Franciscan Dream: Being the Best You Can Be

Paul Keggington

September 16, 2011

Franciscan Sister of Christian Charity Sister Hilda Hersant writes about her vocation as a Franciscan Sister on her 50th jubilee as a religious. She died at our Motherhouse on September 13, 2011 at the age of 90 after professing her vows for 71 years. Thursday evening’s wake, Sister Louise Hembrecht, Community Director presented a reflection on  Sister Hilda’s life of which she spent 23 years among Native people. Read here.

In this year of my Golden Jubilee as a Sister of the Franciscan Sisters of Christian Charity, I find myself going back over these past 50 years, lingering over them, and warming myself over the fires of blessed memories. And as I recall the past, I acknowledge those who were a part of it with joyful gratitude.

I entered our Franciscan Community June, 1937, at the age of 16 in search of a dream of being the best I could be. It was a decision I never regretted for one moment. Once I answered YES to Jesus, I was certain that existence became very meaningful and that my life in self-surrender had a goal. As I reflect over the past 50 years, I realize with great clarity than ever before, that the dream I was in search of was sisterhood-to be free, to be able to leave everything behind without ever looking back. It was as a Sister that I related to Jesus, to my fellow Sisters, my students, my friends, and to all with whom I have had the privilege of working for the Kingdom.

As the years go by, I see that at the heart of the call to sisterhood is a life of simplicity, a life uncluttered with ambition and titles, a life infused with Gospel values of evangelical service and sisterly love, lived in availability to those who suffer from want, neglect, and injustice: the poor, the weak, and the disadvantaged.

The great turning point in my life came while working with the Native Americans. At this certain point, the paths of action and contemplation merged into love and reverence.

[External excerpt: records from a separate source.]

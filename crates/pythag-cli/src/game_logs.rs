// Game-log CSV loading.
//
// Reads team schedule-and-results exports (one file per team-season or one
// combined file) into raw entries for the ingestor. Every column is read as
// text, so only structurally broken rows (wrong field count, bad UTF-8) are
// skipped here; value-level checks happen in `pythag_core::record`.

use std::io::Read;
use std::path::Path;

use pythag_core::record::RawGameEntry;
use tracing::{info, warn};

#[derive(Debug, thiserror::Error)]
pub enum GameLogError {
    #[error("failed to read file {path}: {source}")]
    Io {
        path: String,
        source: std::io::Error,
    },

    #[error("CSV error in {path}: {source}")]
    Csv { path: String, source: csv::Error },

    #[error("validation error: {0}")]
    Validation(String),
}

fn load_entries_from_reader<R: Read>(rdr: R) -> Result<Vec<RawGameEntry>, csv::Error> {
    let mut reader = csv::ReaderBuilder::new()
        .trim(csv::Trim::Headers)
        .from_reader(rdr);
    // Without a readable header row no column can be mapped.
    reader.headers()?;
    let mut entries = Vec::new();
    for result in reader.deserialize::<RawGameEntry>() {
        match result {
            Ok(entry) => entries.push(entry),
            Err(e) => warn!("skipping malformed game log row: {}", e),
        }
    }
    Ok(entries)
}

/// Load raw entries from one CSV file.
pub fn load_game_log(path: &Path) -> Result<Vec<RawGameEntry>, GameLogError> {
    let file = std::fs::File::open(path).map_err(|e| GameLogError::Io {
        path: path.display().to_string(),
        source: e,
    })?;
    load_entries_from_reader(file).map_err(|e| GameLogError::Csv {
        path: path.display().to_string(),
        source: e,
    })
}

/// Load and concatenate every listed file. Paths are resolved against
/// `base_dir` unless absolute.
pub fn load_all(base_dir: &Path, paths: &[String]) -> Result<Vec<RawGameEntry>, GameLogError> {
    let mut entries = Vec::new();
    for path in paths {
        let resolved = base_dir.join(path);
        let loaded = load_game_log(&resolved)?;
        info!("loaded {} game log rows from {}", loaded.len(), resolved.display());
        entries.extend(loaded);
    }

    if entries.is_empty() {
        return Err(GameLogError::Validation(
            "game log files produced zero rows".into(),
        ));
    }
    Ok(entries)
}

During the greatest crisis in Christ’s life, Mary stood at the foot of the cross. That is what I am to do-STAND-be there with the native people, not to teach them or give them a better life, or even to preach the Gospel. I find out from them who Christ is: I discover the real Christ of the Gospel. When I have become evangelized, the Gospel will be preached through the change in me. I dare not forget that I tread on holy ground…that God was here before my arrival.

This is what Yahweh asks of me, “To act justly, to love tenderly, and to walk humbly with Him.”